• [YOUR TASK] Only the line containing "Unknown badges are" and the lines after it, through the end of the data below, are to be returned, each exactly as it stands.

• [THE DATA]
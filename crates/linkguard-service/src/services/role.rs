//! Role resolution from message badges

use linkguard_core::entities::Role;

/// Highest role granted by a `badges` tag such as `moderator/1,subscriber/12`.
///
/// Unknown badges are ignored; no tag means [`Role::User`].
pub fn resolve_role(badges: Option<&str>) -> Role {
    badges
        .into_iter()
        .flat_map(|badges| badges.split(','))
        .filter_map(|badge| badge.split('/').next())
        .filter_map(Role::from_badge)
        .max()
        .unwrap_or_default()
}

• [SOLVED PROBLEM]
/// Unknown badges are ignored; no tag means [`Role::User`].
pub fn resolve_role(badges: Option<&str>) -> Role {
    badges
        .into_iter()
        .flat_map(|badges| badges.split(','))
        .filter_map(|badge| badge.split('/').next())
        .filter_map(Role::from_badge)
        .max()
        .unwrap_or_default()
}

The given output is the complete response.